Work to complete: Line by line, retype the material with nothing left out.

Data:
┏━━

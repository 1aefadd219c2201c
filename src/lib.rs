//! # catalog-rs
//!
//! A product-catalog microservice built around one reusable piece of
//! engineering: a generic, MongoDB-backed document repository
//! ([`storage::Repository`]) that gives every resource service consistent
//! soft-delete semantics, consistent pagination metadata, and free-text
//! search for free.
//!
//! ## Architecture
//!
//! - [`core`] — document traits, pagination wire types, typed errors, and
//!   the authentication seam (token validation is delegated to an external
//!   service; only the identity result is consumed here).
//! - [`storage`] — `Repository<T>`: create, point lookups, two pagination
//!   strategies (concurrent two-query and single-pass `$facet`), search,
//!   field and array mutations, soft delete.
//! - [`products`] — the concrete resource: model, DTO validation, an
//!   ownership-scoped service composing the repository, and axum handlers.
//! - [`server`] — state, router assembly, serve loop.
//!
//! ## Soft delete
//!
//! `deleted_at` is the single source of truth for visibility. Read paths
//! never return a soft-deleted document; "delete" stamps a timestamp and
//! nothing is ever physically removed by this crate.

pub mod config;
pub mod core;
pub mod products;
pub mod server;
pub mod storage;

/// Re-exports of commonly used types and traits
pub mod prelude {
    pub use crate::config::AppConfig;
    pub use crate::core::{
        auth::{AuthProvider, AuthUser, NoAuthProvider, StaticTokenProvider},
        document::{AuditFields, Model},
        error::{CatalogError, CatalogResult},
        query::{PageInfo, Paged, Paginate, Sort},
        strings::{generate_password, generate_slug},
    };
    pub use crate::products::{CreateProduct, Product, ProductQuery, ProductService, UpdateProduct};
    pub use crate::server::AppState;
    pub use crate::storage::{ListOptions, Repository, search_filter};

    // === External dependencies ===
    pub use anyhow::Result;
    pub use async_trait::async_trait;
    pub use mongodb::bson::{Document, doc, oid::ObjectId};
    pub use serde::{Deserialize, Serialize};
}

┗━━

Task response:
repository 1aefadd219c2201c
filename src/lib.rs
//! # catalog-rs
//!
//! A product-catalog microservice built around one reusable piece of
//! engineering: a generic, MongoDB-backed document repository
//! ([`storage::Repository`]) that gives every resource service consistent
//! soft-delete semantics, consistent pagination metadata, and free-text
//! search for free.
//!
//! ## Architecture
//!
//! - [`core`] — document traits, pagination wire types, typed errors, and
//!   the authentication seam (token validation is delegated to an external
//!   service; only the identity result is consumed here).
//! - [`storage`] — `Repository<T>`: create, point lookups, two pagination
//!   strategies (concurrent two-query and single-pass `$facet`), search,
//!   field and array mutations, soft delete.
//! - [`products`] — the concrete resource: model, DTO validation, an
//!   ownership-scoped service composing the repository, and axum handlers.
//! - [`server`] — state, router assembly, serve loop.
//!
//! ## Soft delete
//!
//! `deleted_at` is the single source of truth for visibility. Read paths
//! never return a soft-deleted document; "delete" stamps a timestamp and
//! nothing is ever physically removed by this crate.

pub mod config;
pub mod core;
pub mod products;
pub mod server;
pub mod storage;

/// Re-exports of commonly used types and traits
pub mod prelude {
    pub use crate::config::AppConfig;
    pub use crate::core::{
        auth::{AuthProvider, AuthUser, NoAuthProvider, StaticTokenProvider},
        document::{AuditFields, Model},
        error::{CatalogError, CatalogResult},
        query::{PageInfo, Paged, Paginate, Sort},
        strings::{generate_password, generate_slug},
    };
    pub use crate::products::{CreateProduct, Product, ProductQuery, ProductService, UpdateProduct};
    pub use crate::server::AppState;
    pub use crate::storage::{ListOptions, Repository, search_filter};

    // === External dependencies ===
    pub use anyhow::Result;
    pub use async_trait::async_trait;
    pub use mongodb::bson::{Document, doc, oid::ObjectId};
    pub use serde::{Deserialize, Serialize};
}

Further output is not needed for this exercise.